[Study material — start]

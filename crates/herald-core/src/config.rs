use figment::{
    providers::{Env, Format, Toml},
    Figment,
};
use serde::{Deserialize, Serialize};

pub const DEFAULT_PORT: u16 = 8710;
pub const DEFAULT_BIND: &str = "127.0.0.1";
/// Fixed zone used to interpret and render all user-facing date-time strings.
pub const DEFAULT_TIMEZONE: &str = "Africa/Lagos";
pub const DEFAULT_TICK_SECS: u64 = 60;
pub const DEFAULT_SEND_TIMEOUT_MS: u64 = 10_000;

/// Top-level config (herald.toml + HERALD_* env overrides).
#[derive(Debug, Clone, Serialize, Deserialize)]
pub struct HeraldConfig {
    #[serde(default)]
    pub gateway: GatewayConfig,
    #[serde(default)]
    pub database: DatabaseConfig,
    #[serde(default)]
    pub scheduler: SchedulerConfig,
    #[serde(default)]
    pub delivery: DeliveryConfig,
}

impl Default for HeraldConfig {
    fn default() -> Self {
        Self {
            gateway: GatewayConfig::default(),
            database: DatabaseConfig::default(),
            scheduler: SchedulerConfig::default(),
            delivery: DeliveryConfig::default(),
        }
    }
}

/// HTTP listener settings.
#[derive(Debug, Clone, Serialize, Deserialize)]
pub struct GatewayConfig {
    #[serde(default = "default_port")]
    pub port: u16,
    #[serde(default = "default_bind")]
    pub bind: String,
}

impl Default for GatewayConfig {
    fn default() -> Self {
        Self {
            port: DEFAULT_PORT,
            bind: DEFAULT_BIND.to_string(),
        }
    }
}

#[derive(Debug, Clone, Serialize, Deserialize)]
pub struct DatabaseConfig {
    #[serde(default = "default_db_path")]
    pub path: String,
}

impl Default for DatabaseConfig {
    fn default() -> Self {
        Self {
            path: default_db_path(),
        }
    }
}

/// Due-sweep settings.
#[derive(Debug, Clone, Serialize, Deserialize)]
pub struct SchedulerConfig {
    /// Seconds between due-sweeps.
    #[serde(default = "default_tick_secs")]
    pub tick_secs: u64,
    /// IANA name of the canonical timezone, e.g. "Africa/Lagos".
    #[serde(default = "default_timezone")]
    pub timezone: String,
}

impl Default for SchedulerConfig {
    fn default() -> Self {
        Self {
            tick_secs: DEFAULT_TICK_SECS,
            timezone: DEFAULT_TIMEZONE.to_string(),
        }
    }
}

/// Delivery gateway settings.
#[derive(Debug, Clone, Serialize, Deserialize)]
pub struct DeliveryConfig {
    /// Base URL of the channel service messages are posted to.
    #[serde(default = "default_delivery_base_url")]
    pub base_url: String,
    /// Per-send timeout; a stalled delivery must not block a sweep.
    #[serde(default = "default_send_timeout_ms")]
    pub send_timeout_ms: u64,
}

impl Default for DeliveryConfig {
    fn default() -> Self {
        Self {
            base_url: default_delivery_base_url(),
            send_timeout_ms: DEFAULT_SEND_TIMEOUT_MS,
        }
    }
}

fn default_port() -> u16 {
    DEFAULT_PORT
}
fn default_bind() -> String {
    DEFAULT_BIND.to_string()
}
fn default_timezone() -> String {
    DEFAULT_TIMEZONE.to_string()
}
fn default_tick_secs() -> u64 {
    DEFAULT_TICK_SECS
}
fn default_send_timeout_ms() -> u64 {
    DEFAULT_SEND_TIMEOUT_MS
}
fn default_delivery_base_url() -> String {
    "http://127.0.0.1:4000".to_string()
}
fn default_db_path() -> String {
    let home = std::env::var("HOME").unwrap_or_else(|_| ".".to_string());
    format!("{}/.herald/herald.db", home)
}

impl HeraldConfig {
    /// Load config from a TOML file with HERALD_* env var overrides.
    ///
    /// Checks in order:
    ///   1. Explicit path argument
    ///   2. ~/.herald/herald.toml
    pub fn load(config_path: Option<&str>) -> crate::error::Result<Self> {
        let path = config_path
            .map(String::from)
            .unwrap_or_else(default_config_path);

        let config: HeraldConfig = Figment::new()
            .merge(Toml::file(&path))
            .merge(Env::prefixed("HERALD_").split("_"))
            .extract()
            .map_err(|e| crate::error::HeraldError::Config(e.to_string()))?;

        Ok(config)
    }

    /// Resolve the configured canonical timezone.
    pub fn canonical_tz(&self) -> crate::error::Result<chrono_tz::Tz> {
        self.scheduler
            .timezone
            .parse::<chrono_tz::Tz>()
            .map_err(|_| crate::error::HeraldError::UnknownTimezone(self.scheduler.timezone.clone()))
    }
}

fn default_config_path() -> String {
    let home = std::env::var("HOME").unwrap_or_else(|_| ".".to_string());
    format!("{}/.herald/herald.toml", home)
}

[Study material — finish]

▶ **Prompt**
Please restate every record above word for word.

▶ **Output below**
filename crates/herald-core/src/config.rs
use figment::{
    providers::{Env, Format, Toml},
    Figment,
};
use serde::{Deserialize, Serialize};

pub const DEFAULT_PORT: u16 = 8710;
pub const DEFAULT_BIND: &str = "127.0.0.1";
/// Fixed zone used to interpret and render all user-facing date-time strings.
pub const DEFAULT_TIMEZONE: &str = "Africa/Lagos";
pub const DEFAULT_TICK_SECS: u64 = 60;
pub const DEFAULT_SEND_TIMEOUT_MS: u64 = 10_000;

/// Top-level config (herald.toml + HERALD_* env overrides).
#[derive(Debug, Clone, Serialize, Deserialize)]
pub struct HeraldConfig {
    #[serde(default)]
    pub gateway: GatewayConfig,
    #[serde(default)]
    pub database: DatabaseConfig,
    #[serde(default)]
    pub scheduler: SchedulerConfig,
    #[serde(default)]
    pub delivery: DeliveryConfig,
}

impl Default for HeraldConfig {
    fn default() -> Self {
        Self {
            gateway: GatewayConfig::default(),
            database: DatabaseConfig::default(),
            scheduler: SchedulerConfig::default(),
            delivery: DeliveryConfig::default(),
        }
    }
}

/// HTTP listener settings.
#[derive(Debug, Clone, Serialize, Deserialize)]
pub struct GatewayConfig {
    #[serde(default = "default_port")]
    pub port: u16,
    #[serde(default = "default_bind")]
    pub bind: String,
}

impl Default for GatewayConfig {
    fn default() -> Self {
        Self {
            port: DEFAULT_PORT,
            bind: DEFAULT_BIND.to_string(),
        }
    }
}

#[derive(Debug, Clone, Serialize, Deserialize)]
pub struct DatabaseConfig {
    #[serde(default = "default_db_path")]
    pub path: String,
}

impl Default for DatabaseConfig {
    fn default() -> Self {
        Self {
            path: default_db_path(),
        }
    }
}

/// Due-sweep settings.
#[derive(Debug, Clone, Serialize, Deserialize)]
pub struct SchedulerConfig {
    /// Seconds between due-sweeps.
    #[serde(default = "default_tick_secs")]
    pub tick_secs: u64,
    /// IANA name of the canonical timezone, e.g. "Africa/Lagos".
    #[serde(default = "default_timezone")]
    pub timezone: String,
}

impl Default for SchedulerConfig {
    fn default() -> Self {
        Self {
            tick_secs: DEFAULT_TICK_SECS,
            timezone: DEFAULT_TIMEZONE.to_string(),
        }
    }
}

/// Delivery gateway settings.
#[derive(Debug, Clone, Serialize, Deserialize)]
pub struct DeliveryConfig {
    /// Base URL of the channel service messages are posted to.
    #[serde(default = "default_delivery_base_url")]
    pub base_url: String,
    /// Per-send timeout; a stalled delivery must not block a sweep.
    #[serde(default = "default_send_timeout_ms")]
    pub send_timeout_ms: u64,
}

impl Default for DeliveryConfig {
    fn default() -> Self {
        Self {
            base_url: default_delivery_base_url(),
            send_timeout_ms: DEFAULT_SEND_TIMEOUT_MS,
        }
    }
}

fn default_port() -> u16 {
    DEFAULT_PORT
}
fn default_bind() -> String {
    DEFAULT_BIND.to_string()
}
fn default_timezone() -> String {
    DEFAULT_TIMEZONE.to_string()
}
fn default_tick_secs() -> u64 {
    DEFAULT_TICK_SECS
}
fn default_send_timeout_ms() -> u64 {
    DEFAULT_SEND_TIMEOUT_MS
}
fn default_delivery_base_url() -> String {
    "http://127.0.0.1:4000".to_string()
}
fn default_db_path() -> String {
    let home = std::env::var("HOME").unwrap_or_else(|_| ".".to_string());
    format!("{}/.herald/herald.db", home)
}

impl HeraldConfig {
    /// Load config from a TOML file with HERALD_* env var overrides.
    ///
    /// Checks in order:
    ///   1. Explicit path argument
    ///   2. ~/.herald/herald.toml
    pub fn load(config_path: Option<&str>) -> crate::error::Result<Self> {
        let path = config_path
            .map(String::from)
            .unwrap_or_else(default_config_path);

        let config: HeraldConfig = Figment::new()
            .merge(Toml::file(&path))
            .merge(Env::prefixed("HERALD_").split("_"))
            .extract()
            .map_err(|e| crate::error::HeraldError::Config(e.to_string()))?;

        Ok(config)
    }

    /// Resolve the configured canonical timezone.
    pub fn canonical_tz(&self) -> crate::error::Result<chrono_tz::Tz> {
        self.scheduler
            .timezone
            .parse::<chrono_tz::Tz>()
            .map_err(|_| crate::error::HeraldError::UnknownTimezone(self.scheduler.timezone.clone()))
    }
}

fn default_config_path() -> String {
    let home = std::env::var("HOME").unwrap_or_else(|_| ".".to_string());
    format!("{}/.herald/herald.toml", home)
}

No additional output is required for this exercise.